Si potrebbe dire che neanche questo lo vincola all'obbligo del silenzio, ma di certo gli dovrebbe imporre di valutare che ogni sua parola, anche se affidata ad un social su un profilo personale, sia soppesata. E c'è da stare sicuri che certo De Angelis non poteva pensare che le sue esternazioni non avessero l'eco che hanno avuto.

Eppure le ha fatte. Eppure ha detto: ''io lo so con assoluta certezza. E in realtà lo sanno tutti: giornalisti, magistrati e 'cariche istituzionali'. E se io dico la verità, loro - ahimè - mentono''.
Parole che, quindi, non hanno coinvolto i ''tradizionali'' colpevoli, magistrati che condannano e giornalisti che riferiscono. Ma anche, anzi soprattutto, uomini che hanno responsabilità istituzionali e non è difficile, andando indietro di poche ore rispetto a quando il post è stato pubblicato, appurare che a parlare di strage neofascista erano stati il presidente della Repubblica e quello del Senato.
Ora, se Sergio Mattarella è super partes, ma pur sempre espressione del cattolicesimo declinato come militanza politica, Ignazio La Russa è uomo di destra, è soprattutto uomo di Fratelli d'Italia, partito che ha fortemente voluto Rocca alla presidenza della Regione Lazio.

Come era scontato, l'opposizione, nel reclamare le dimissioni di De Angelis, ha di fatto guardato verso Palazzo Chigi, quasi rendendo automatica l'applicazione della transitiva. Legando quindi De Angelis al partito del presidente del Consiglio, Giorgia Meloni, in termini di una fantomatica responsabilità morale, quando, in quanto è accaduto, appare palese che sia stata presa una posizione personale, censurabile sin che si vuole, ma che deve restare circoscritta a chi se ne è assunta la responsabilità.

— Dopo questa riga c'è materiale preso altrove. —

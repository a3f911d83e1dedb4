//! Infrastructure layer: configuration, logging and the collaborator adapters
//!
//! Everything that talks to the network or the filesystem lives here, behind
//! the traits in [`crate::domain::services`].

pub mod alerting;
pub mod config; // Process-level configuration
pub mod image_store;
pub mod job_status;
pub mod logging; // Logging infrastructure
pub mod marker_store;
pub mod network_context;
pub mod remote_store;

pub use alerting::{LogAlerter, WebhookAlerter};
pub use config::AppConfig;
pub use image_store::{HttpImageStore, LogImageStore};
pub use job_status::ScrapydJobStatus;
pub use logging::{init_logging, init_logging_with_config};
pub use marker_store::FsMarkerStore;
pub use network_context::NetworkContext;
pub use remote_store::HttpRemoteStore;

Così dicendo non intendiamo ammorbidire il giudizio sull'operato di De Angelis, che ha dalla sua il fatto di essersi sempre detto convinto dell'innocenza dei tre neofascisti condannati e, quindi, dell'esistenza di ipotesi alternative, pur se, nel post incriminato, non ha fatto specifiche accuse. Resta comunque l'evidenza che alcuni episodi dolorosi della nostra storia recente, manifestandosi come profondamente divisivi, siano meritevoli di attenzione, che non significa rivisitazione storica o revisione di verità dichiarate tali da tribunali e corti d'assise, ma solo l'esigenza che se ci sono scenari alternativi di essi si prenda atto. A patto di proporne di credibili e non di fantasiosi, come pure qualcuno ha fatto appena un paio di giorni fa.